Our company warned us about this today, employees & their families next year will be paying different rates based on smoking, weight, and other factors.
It is probably long overdue, bad drivers pay more for auto insurance and home owners pay more if they live in forest fire areas, but traditionally, by pooling the employees, everyone paid the same rate.
Fair to do?
Thomas Sowell: There are no solutions, just trade-offs.
My understanding is that is barred under the ObamaCares.
Health insurance issuers would be required to maintain a single statewide risk pool for each of their individual and small employer markets, unless a state chooses to merge the individual and small group pools into one pool. Premiums and annual rate changes would be based on the health risk of the entire pool. This provision prevents insurers from using separate insurance pools within markets to get around the market reforms and to charge people with greater health problems higher premiums by increasing their premiums at higher rates than other, healthier risk pools.
Edited to add:
It turns out there are exceptions to the single risk pool that allow for discrimination for certain conditions including tobacco use, age, etc.

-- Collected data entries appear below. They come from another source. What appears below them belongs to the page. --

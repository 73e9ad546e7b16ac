use crate::models::Searchable;

/// Case-insensitive substring search across a record's searchable
/// fields. Preserves the original relative order; an empty query
/// returns the full collection, not an empty result.
pub fn search<'a, T: Searchable>(items: &'a [T], query: &str) -> Vec<&'a T> {
    if query.is_empty() {
        return items.iter().collect();
    }
    let needle = query.to_lowercase();
    items
        .iter()
        .filter(|item| {
            item.search_fields()
                .iter()
                .any(|field| field.to_lowercase().contains(&needle))
        })
        .collect()
}

/// Lists render most-recently-created-first. The backend returns
/// creation order ascending, so reverse for display. Applied after
/// filtering, not before.
pub fn display_order<T: Clone>(items: &[T]) -> Vec<T> {
    let mut ordered = items.to_vec();
    ordered.reverse();
    ordered
}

Health insurance issuers in the individual and small group markets would only be allowed to vary premiums based on age (within a 3:1 ratio for adults), tobacco use (within a 1.5:1 ratio and subject to wellness program requirements in the small group market), family size, and geography. All other factors – such as pre-existing conditions, health status, claims history, duration of coverage, gender, occupation, and small employer size and industry – would no longer be able to be used by insurance companies to increase the premiums for those seeking insurance.
Under the law, states can choose to enact stronger consumer protections than these minimum standards. In addition, starting in 2017, states have the option of allowing large employers to purchase coverage through the Exchanges. For states that choose this option, these rating rules also would apply to all large group health insurance coverage. These proposed rules standardize how health insurance issuers can price products, bringing a new level of transparency and fairness to premium pricing.

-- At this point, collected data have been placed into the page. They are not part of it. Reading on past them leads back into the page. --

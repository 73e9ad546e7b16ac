//! `AdminService`: the handle every screen works through.
//!
//! Owns the API client, the per-collection query caches and the
//! persisted session. Reads go through the cache; mutations follow the
//! optimistic-delete / invalidate-on-write protocol and always resolve
//! into a `Notice` the UI can toast, never a bubbled error.

use std::future::Future;
use std::sync::{Mutex, MutexGuard};

use futures::FutureExt;
use tracing::{info, warn};

use crate::api::{ApiClient, ApiError};
use crate::auth::{CredentialStore, Session, SessionData, StartRoute};
use crate::cache::{FetchError, QueryCache};
use crate::config::Config;
use crate::models::{
    Group, GroupDraft, League, LeagueDraft, Match, MatchDraft, MatchStatus, Player, PlayerDraft,
    Record, Team, TeamDraft, User, UserDraft,
};
use crate::notice::Notice;
use crate::utils::validate::{is_valid_email, is_valid_name, is_valid_password, MIN_NAME_CHARS, MIN_PASSWORD_CHARS};

/// Proof that the user answered yes to a delete prompt. Deletes cannot
/// be issued without one, and `confirm(false)` never produces one, so a
/// declined prompt performs no cache or network action at all.
pub struct Confirmed(());

pub fn confirm(answer: bool) -> Option<Confirmed> {
    answer.then_some(Confirmed(()))
}

fn fetch_error(err: ApiError) -> FetchError {
    FetchError::new(err.to_string())
}

pub struct AdminService {
    api: Mutex<ApiClient>,
    session: Mutex<Session>,
    pub leagues: QueryCache<(), Vec<League>>,
    pub groups: QueryCache<(), Vec<Group>>,
    pub teams: QueryCache<(), Vec<Team>>,
    pub players: QueryCache<(), Vec<Player>>,
    pub matches: QueryCache<(), Vec<Match>>,
    pub users: QueryCache<(), Vec<User>>,
    pub league_details: QueryCache<i64, League>,
    pub match_details: QueryCache<i64, Match>,
}
//! Shared helpers: list filtering/ordering and local input validation.

pub mod filter;
pub mod validate;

Right now, the legal limit is 20% for weight and smoking, but this can go up to 30% in 2014.
I can imagine there will be big legal fights over what counts as a pre-existing condition, or genetically based.
There is a precedent for differing rates on life insurance, smokers pay more, diabetics pay more, people whose parents die young pay more.
Thomas Sowell: There are no solutions, just trade-offs.
My husband's company aggressively implemented an optional healthy living plan (offered discounts on gym memberships, incentives to quit smoking, formed bike racing teams and now ride in the Tour De Cure every year - last year were the 2nd largest fundraising company even though they only had 20 people riding vs the largest fundraiser who had 150 and got a big tent with personal masseuse provided by race organizers, pay for a subscription for everyone to a Safety magazine, etc), hired a wellness coordinator several years ago, and have seen health care costs significantly drop with the employees who've volunteered to participate. Companies can save themselves a lot of money if they start being proactive rather than reactive, and they get more productivity out of healthy employees, and a happier, more stable workforce because people don't leave for greener grass elsewhere.
"Now, more than ever, the illusions of division threaten our very existence. We all know the truth: more connects us than separates us. But in times of crisis the wise build bridges, while the foolish build barriers. We must find a way to look after one another as if we were one single tribe.” -King T'Challa, Black Panther
The truth is incontrovertible. Malice may attack it. ignorance may deride it, but in the end, there it is. ~Winston Churchill
(CNSNews.com) – A pre-existing condition health insurance program established by Obamacare is already straining its own budget and, to control costs, the administration’s Health and Human Services Department (HHS) has stopped enrolling any new people in the program, according to an audit by the General Accountability Office (GAO).
In addition, to further control spending, HHS has directed the program to shift more of the costs onto the current enrollees, thus raising the out-of-pocket health care expenses for the people with pre-existing conditions.
“Finally, due to growing concerns about the rate of PCIP [Pre-existing Condition Insurance Program] spending, in February 2013, CCIIO [under HHS] suspended PCIP enrollment to ensure the appropriated funding would be sufficient to cover claims for current enrollees through the end of the program,” states the GAO report, Patient Protection and Affordable Care Act: Enrollment and Spending in the Early Retiree Reinsurance and Pre-existing Condition Insurance Plan Programs.